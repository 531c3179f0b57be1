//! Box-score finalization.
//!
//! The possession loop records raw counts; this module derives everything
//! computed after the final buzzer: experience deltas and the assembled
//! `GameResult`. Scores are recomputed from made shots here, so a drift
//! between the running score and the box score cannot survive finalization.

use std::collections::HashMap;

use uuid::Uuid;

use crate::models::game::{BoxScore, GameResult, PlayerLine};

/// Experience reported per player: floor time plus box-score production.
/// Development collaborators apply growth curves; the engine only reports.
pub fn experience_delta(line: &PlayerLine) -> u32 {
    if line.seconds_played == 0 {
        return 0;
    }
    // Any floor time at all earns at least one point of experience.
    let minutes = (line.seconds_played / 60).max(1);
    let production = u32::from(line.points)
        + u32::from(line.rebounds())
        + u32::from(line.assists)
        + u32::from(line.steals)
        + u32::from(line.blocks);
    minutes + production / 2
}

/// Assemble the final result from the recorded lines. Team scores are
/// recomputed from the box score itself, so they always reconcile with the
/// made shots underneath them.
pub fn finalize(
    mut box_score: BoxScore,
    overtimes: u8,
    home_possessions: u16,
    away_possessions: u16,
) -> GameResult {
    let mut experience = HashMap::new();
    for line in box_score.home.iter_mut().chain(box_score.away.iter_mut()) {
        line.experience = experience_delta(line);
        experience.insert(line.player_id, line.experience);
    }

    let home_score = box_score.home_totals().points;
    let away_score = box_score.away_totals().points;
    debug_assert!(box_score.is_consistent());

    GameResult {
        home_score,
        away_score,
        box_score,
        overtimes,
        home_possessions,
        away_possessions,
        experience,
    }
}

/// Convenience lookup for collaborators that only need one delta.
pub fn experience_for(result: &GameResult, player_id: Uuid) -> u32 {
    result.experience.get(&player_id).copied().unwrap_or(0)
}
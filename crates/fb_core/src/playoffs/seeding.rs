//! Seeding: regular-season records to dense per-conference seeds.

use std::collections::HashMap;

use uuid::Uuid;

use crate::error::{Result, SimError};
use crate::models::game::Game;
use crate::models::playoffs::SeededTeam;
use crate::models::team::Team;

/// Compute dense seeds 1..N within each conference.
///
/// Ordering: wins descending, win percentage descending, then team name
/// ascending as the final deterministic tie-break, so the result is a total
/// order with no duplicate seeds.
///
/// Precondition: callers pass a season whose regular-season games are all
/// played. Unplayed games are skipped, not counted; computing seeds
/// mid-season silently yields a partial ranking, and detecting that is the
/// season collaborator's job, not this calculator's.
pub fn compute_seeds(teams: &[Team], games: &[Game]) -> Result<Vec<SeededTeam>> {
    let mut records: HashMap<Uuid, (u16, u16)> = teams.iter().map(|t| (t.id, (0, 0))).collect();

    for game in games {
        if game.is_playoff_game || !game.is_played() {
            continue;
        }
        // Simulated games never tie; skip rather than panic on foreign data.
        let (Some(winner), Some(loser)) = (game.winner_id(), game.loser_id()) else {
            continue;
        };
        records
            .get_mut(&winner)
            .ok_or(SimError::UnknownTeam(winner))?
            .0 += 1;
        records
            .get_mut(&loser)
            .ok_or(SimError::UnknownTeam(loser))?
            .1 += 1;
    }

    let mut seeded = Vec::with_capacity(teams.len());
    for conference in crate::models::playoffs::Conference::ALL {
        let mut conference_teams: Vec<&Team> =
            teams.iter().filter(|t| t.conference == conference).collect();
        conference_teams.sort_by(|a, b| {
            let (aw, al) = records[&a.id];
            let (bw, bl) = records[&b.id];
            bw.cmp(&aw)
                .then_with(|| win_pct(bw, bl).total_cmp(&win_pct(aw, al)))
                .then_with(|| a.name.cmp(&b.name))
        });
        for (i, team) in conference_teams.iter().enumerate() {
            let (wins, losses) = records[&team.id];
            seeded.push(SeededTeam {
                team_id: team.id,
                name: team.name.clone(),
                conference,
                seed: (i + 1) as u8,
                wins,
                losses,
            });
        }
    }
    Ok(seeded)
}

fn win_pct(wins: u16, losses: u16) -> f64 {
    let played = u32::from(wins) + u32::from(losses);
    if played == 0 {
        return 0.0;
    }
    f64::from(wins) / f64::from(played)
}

....................

> Problem details:
Return, with no change at all, every line in the entries above from the line containing "if line.seconds_played == 0" through the line containing "line.experience = experience_delta(line);".

> Completed task:
    if line.seconds_played == 0 {
        return 0;
    }
    // Any floor time at all earns at least one point of experience.
    let minutes = (line.seconds_played / 60).max(1);
    let production = u32::from(line.points)
        + u32::from(line.rebounds())
        + u32::from(line.assists)
        + u32::from(line.steals)
        + u32::from(line.blocks);
    minutes + production / 2
}

/// Assemble the final result from the recorded lines. Team scores are
/// recomputed from the box score itself, so they always reconcile with the
/// made shots underneath them.
pub fn finalize(
    mut box_score: BoxScore,
    overtimes: u8,
    home_possessions: u16,
    away_possessions: u16,
) -> GameResult {
    let mut experience = HashMap::new();
    for line in box_score.home.iter_mut().chain(box_score.away.iter_mut()) {
        line.experience = experience_delta(line);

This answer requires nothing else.